Data for this exercise: Begin

impl BinlogParser {
    /// 첫 FDE 이전 이벤트(가짜 ROTATE)에 적용할 체크섬으로 생성
    pub fn new(checksum: ChecksumAlgorithm) -> Self {
        BinlogParser {
            checksum,
            format: None,
        }
    }

    pub fn checksum(&self) -> ChecksumAlgorithm {
        self.checksum
    }

    /// 이벤트 헤더 파싱
    pub fn parse_header(data: &[u8]) -> Result<EventHeader> {
        if data.len() < EVENT_HEADER_SIZE {
            return Err(CdcError::ProtocolError(format!(
                "Invalid event header: {} bytes",
                data.len()
            )));
        }

        let mut cursor = Cursor::new(data);
        Ok(EventHeader {
            timestamp: cursor.read_u32::<LittleEndian>()?,
            event_type: EventType::from_u8(cursor.read_u8()?),
            server_id: cursor.read_u32::<LittleEndian>()?,
            event_length: cursor.read_u32::<LittleEndian>()?,
            next_pos: cursor.read_u32::<LittleEndian>()?,
            flags: cursor.read_u16::<LittleEndian>()?,
        })
    }

    /// 이벤트 프레임 하나 파싱 (OK 바이트가 제거된 상태)
    pub fn parse(&mut self, frame: &[u8]) -> Result<BinlogEvent> {
        let header = Self::parse_header(frame)?;
        let type_code = frame[4];

        if header.event_type == EventType::FormatDescriptionEvent {
            let format = Self::parse_format_description(&frame[EVENT_HEADER_SIZE..])
                .map_err(|e| e.malformed("format description event"))?;
            debug!(
                "Format description: server={}, checksum={:?}",
                format.server_version, format.checksum
            );
            self.checksum = format.checksum;
            self.format = Some(format.clone());
            return Ok(BinlogEvent {
                header,
                data: BinlogEventData::FormatDescription(format),
            });
        }

        let trailer = self.checksum.trailer_len();
        if frame.len() < EVENT_HEADER_SIZE + trailer {
            return Err(CdcError::ProtocolError(format!(
                "event {:?} shorter than its checksum",
                header.event_type
            )));
        }
        let body = &frame[EVENT_HEADER_SIZE..frame.len() - trailer];

        let data = match header.event_type {
            EventType::RotateEvent => {
                BinlogEventData::Rotate(Self::parse_rotate_event(body).map_err(|e| e.malformed("rotate event"))?)
            }
            EventType::TableMapEvent => BinlogEventData::TableMap(
                Self::parse_table_map_event(body, self.table_id_size(type_code))
                    .map_err(|e| e.malformed("table map event"))?,
            ),
            EventType::WriteRowsEventV1
            | EventType::UpdateRowsEventV1
            | EventType::DeleteRowsEventV1
            | EventType::WriteRowsEvent
            | EventType::UpdateRowsEvent
            | EventType::DeleteRowsEvent => BinlogEventData::Rows(
                Self::parse_rows_event(header.event_type, body, self.table_id_size(type_code))
                    .map_err(|e| e.malformed("rows event"))?,
            ),
            EventType::QueryEvent => BinlogEventData::Query(
                Self::parse_query_event(body, self.post_header_len(type_code).unwrap_or(13))
                    .map_err(|e| e.malformed("query event"))?,
            ),
            EventType::XidEvent => {
                let mut cursor = Cursor::new(body);
                let xid = cursor
                    .read_u64::<LittleEndian>()
                    .map_err(|e| CdcError::from(e).malformed("xid event"))?;
                BinlogEventData::Xid(xid)
            }
            EventType::GtidEvent => {
                BinlogEventData::Gtid(Self::parse_gtid_event(body).map_err(|e| e.malformed("GTID event"))?)
            }
            EventType::MariadbGtidEvent => BinlogEventData::MariadbGtid(
                Self::parse_mariadb_gtid_event(body).map_err(|e| e.malformed("MariaDB GTID event"))?,
            ),
            EventType::HeartbeatEvent | EventType::HeartbeatEventV2 => BinlogEventData::Heartbeat,
            EventType::TransactionPayloadEvent => {
                return Err(CdcError::ProtocolError(
                    "compressed transaction payloads are not supported (binlog_transaction_compression)"
                        .to_string(),
                ))
            }
            EventType::PartialUpdateRowsEvent => {
                return Err(CdcError::ProtocolError(
                    "partial JSON updates are not supported (binlog_row_value_options)".to_string(),
                ))
            }
            EventType::Unknown(code) => {
                warn!("Skipping unknown binlog event type {}", code);
                BinlogEventData::Ignored
            }
            _ => BinlogEventData::Ignored,
        };

        Ok(BinlogEvent { header, data })
    }

    fn post_header_len(&self, event_type: u8) -> Option<u8> {
        self.format.as_ref().and_then(|f| f.post_header_len(event_type))
    }

    /// post-header 길이가 6이면 table_id 는 4바이트 (구버전 포맷)
    fn table_id_size(&self, event_type: u8) -> usize {
        match self.post_header_len(event_type) {
            Some(6) => 4,
            _ => 6,
        }
    }

    /// FORMAT_DESCRIPTION 이벤트 파싱 (15). body 는 헤더를 제외한 전체.
    pub fn parse_format_description(body: &[u8]) -> Result<FormatDescriptionData> {
        let mut cursor = Cursor::new(body);
        let binlog_version = cursor.read_u16::<LittleEndian>()?;
        let mut version = [0u8; 50];
        cursor.read_exact(&mut version)?;
        let server_version = String::from_utf8_lossy(&version)
            .trim_end_matches('\0')
            .to_string();
        let _create_timestamp = cursor.read_u32::<LittleEndian>()?;
        let header_length = cursor.read_u8()?;

        let (end, checksum) = if version_has_checksum(&server_version) {
            // post-header 배열 뒤: 알고리즘(1) + CRC 자리(4)
            let alg_at = body.len().checked_sub(CHECKSUM_SIZE + 1).ok_or_else(|| {
                CdcError::ProtocolError("format description event too short".to_string())
            })?;
            (alg_at, ChecksumAlgorithm::from_u8(body[alg_at]))
        } else {
            (body.len(), ChecksumAlgorithm::Off)
        };

        if end < FDE_FIXED_SIZE {
            return Err(CdcError::ProtocolError(
                "format description event too short".to_string(),
            ));
        }

        Ok(FormatDescriptionData {
            binlog_version,
            server_version,
            header_length,
            post_header_lengths: body[FDE_FIXED_SIZE..end].to_vec(),
            checksum,
        })
    }

    /// ROTATE 이벤트 파싱 (4)
    pub fn parse_rotate_event(body: &[u8]) -> Result<RotateEventData> {
        let mut cursor = Cursor::new(body);
        let position = cursor.read_u64::<LittleEndian>()?;
        let next_binlog_name = String::from_utf8_lossy(&body[8..]).to_string();
        if next_binlog_name.is_empty() {
            return Err(CdcError::ProtocolError("rotate event without file name".to_string()));
        }

        Ok(RotateEventData {
            next_binlog_name,
            position,
        })
    }

    /// 테이블 맵 이벤트 파싱 (19)
    pub fn parse_table_map_event(body: &[u8], table_id_size: usize) -> Result<TableMapData> {
        let mut cursor = Cursor::new(body);

        let table_id = read_table_id(&mut cursor, table_id_size)?;
        let flags = cursor.read_u16::<LittleEndian>()?;

        let schema = read_short_name(&mut cursor)?;
        let table = read_short_name(&mut cursor)?;

        let column_count = read_length(&mut cursor)?;
        let column_types = read_vec(&mut cursor, column_count)?;

        let metadata_len = read_length(&mut cursor)?;
        let metadata = read_vec(&mut cursor, metadata_len)?;
        let column_meta = parse_column_meta(&column_types, &metadata)?;

        let nullable_bitmap = read_vec(&mut cursor, column_count.div_ceil(8))?;

        let rest = &body[cursor.position() as usize..];
        let optional = parse_optional_metadata(rest)?;

        Ok(TableMapData {
            table_id,
            flags,
            schema,
            table,
            column_types,
            column_meta,
            nullable_bitmap,
            optional,
        })
    }

    /// WRITE/UPDATE/DELETE_ROWS 이벤트 헤더 파싱
    pub fn parse_rows_event(event_type: EventType, body: &[u8], table_id_size: usize) -> Result<RowsEventData> {
        let mut cursor = Cursor::new(body);

        let table_id = read_table_id(&mut cursor, table_id_size)?;
        let flags = cursor.read_u16::<LittleEndian>()?;

        if event_type.has_extra_row_data() {
            // 길이 필드 자체 2바이트 포함
            let extra_len = cursor.read_u16::<LittleEndian>()? as usize;
            let skip = extra_len.checked_sub(2).ok_or_else(|| {
                CdcError::ProtocolError(format!("invalid extra row data length {}", extra_len))
            })?;
            cursor.set_position(cursor.position() + skip as u64);
        }

        let column_count = read_length(&mut cursor)?;
        let bitmap_len = column_count.div_ceil(8);

        let columns_present = read_vec(&mut cursor, bitmap_len)?;

        let columns_present_after = if event_type.operation() == Some(crate::events::OperationType::Update) {
            Some(read_vec(&mut cursor, bitmap_len)?)
        } else {
            None
        };

        let start = cursor.position() as usize;
        if start > body.len() {
            return Err(CdcError::ProtocolError("rows event header exceeds body".to_string()));
        }

        Ok(RowsEventData {
            event_type,
            table_id,
            flags,
            column_count,
            columns_present,
            columns_present_after,
            rows: Bytes::copy_from_slice(&body[start..]),
        })
    }

    /// QUERY 이벤트 파싱 (2)
    pub fn parse_query_event(body: &[u8], post_header_len: u8) -> Result<QueryEventData> {
        let mut cursor = Cursor::new(body);

        let thread_id = cursor.read_u32::<LittleEndian>()?;
        let exec_time = cursor.read_u32::<LittleEndian>()?;
        let schema_len = cursor.read_u8()? as usize;
        let error_code = cursor.read_u16::<LittleEndian>()?;
        let status_len = cursor.read_u16::<LittleEndian>()? as usize;

        // 13바이트 이후 post-header 확장분과 status 변수 건너뜀
        let skip = (post_header_len as usize).saturating_sub(13) + status_len;
        cursor.set_position(cursor.position() + skip as u64);

        let schema = read_vec(&mut cursor, schema_len)?;
        cursor.read_u8()?;

        let start = (cursor.position() as usize).min(body.len());
        Ok(QueryEventData {
            thread_id,
            exec_time,
            error_code,
            schema: String::from_utf8_lossy(&schema).to_string(),
            query: String::from_utf8_lossy(&body[start..]).to_string(),
        })
    }

    /// GTID 이벤트 파싱 (33)
    pub fn parse_gtid_event(body: &[u8]) -> Result<GtidEventData> {
        let mut cursor = Cursor::new(body);

        let flags = cursor.read_u8()?;
        let mut uuid_bytes = [0u8; 16];
        cursor.read_exact(&mut uuid_bytes)?;
        let sequence = cursor.read_u64::<LittleEndian>()?;

        Ok(GtidEventData {
            flags,
            uuid: Uuid::from_bytes(uuid_bytes),
            sequence,
        })
    }

    /// MariaDB GTID 이벤트 파싱 (162)
    pub fn parse_mariadb_gtid_event(body: &[u8]) -> Result<MariadbGtidEventData> {
        let mut cursor = Cursor::new(body);
        Ok(MariadbGtidEventData {
            sequence: cursor.read_u64::<LittleEndian>()?,
            domain_id: cursor.read_u32::<LittleEndian>()?,
            flags: cursor.read_u8()?,
        })
    }
}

Data for this exercise: End

What you give back must match the material exactly, beginning with its first line and ending with the line holding "let type_code = frame[4];".

impl BinlogParser {
    /// 첫 FDE 이전 이벤트(가짜 ROTATE)에 적용할 체크섬으로 생성
    pub fn new(checksum: ChecksumAlgorithm) -> Self {
        BinlogParser {
            checksum,
            format: None,
        }
    }

    pub fn checksum(&self) -> ChecksumAlgorithm {
        self.checksum
    }

    /// 이벤트 헤더 파싱
    pub fn parse_header(data: &[u8]) -> Result<EventHeader> {
        if data.len() < EVENT_HEADER_SIZE {
            return Err(CdcError::ProtocolError(format!(
                "Invalid event header: {} bytes",
                data.len()
            )));
        }

        let mut cursor = Cursor::new(data);
        Ok(EventHeader {
            timestamp: cursor.read_u32::<LittleEndian>()?,
            event_type: EventType::from_u8(cursor.read_u8()?),
            server_id: cursor.read_u32::<LittleEndian>()?,
            event_length: cursor.read_u32::<LittleEndian>()?,
            next_pos: cursor.read_u32::<LittleEndian>()?,
            flags: cursor.read_u16::<LittleEndian>()?,
        })
    }

    /// 이벤트 프레임 하나 파싱 (OK 바이트가 제거된 상태)
    pub fn parse(&mut self, frame: &[u8]) -> Result<BinlogEvent> {
        let header = Self::parse_header(frame)?;
        let type_code = frame[4];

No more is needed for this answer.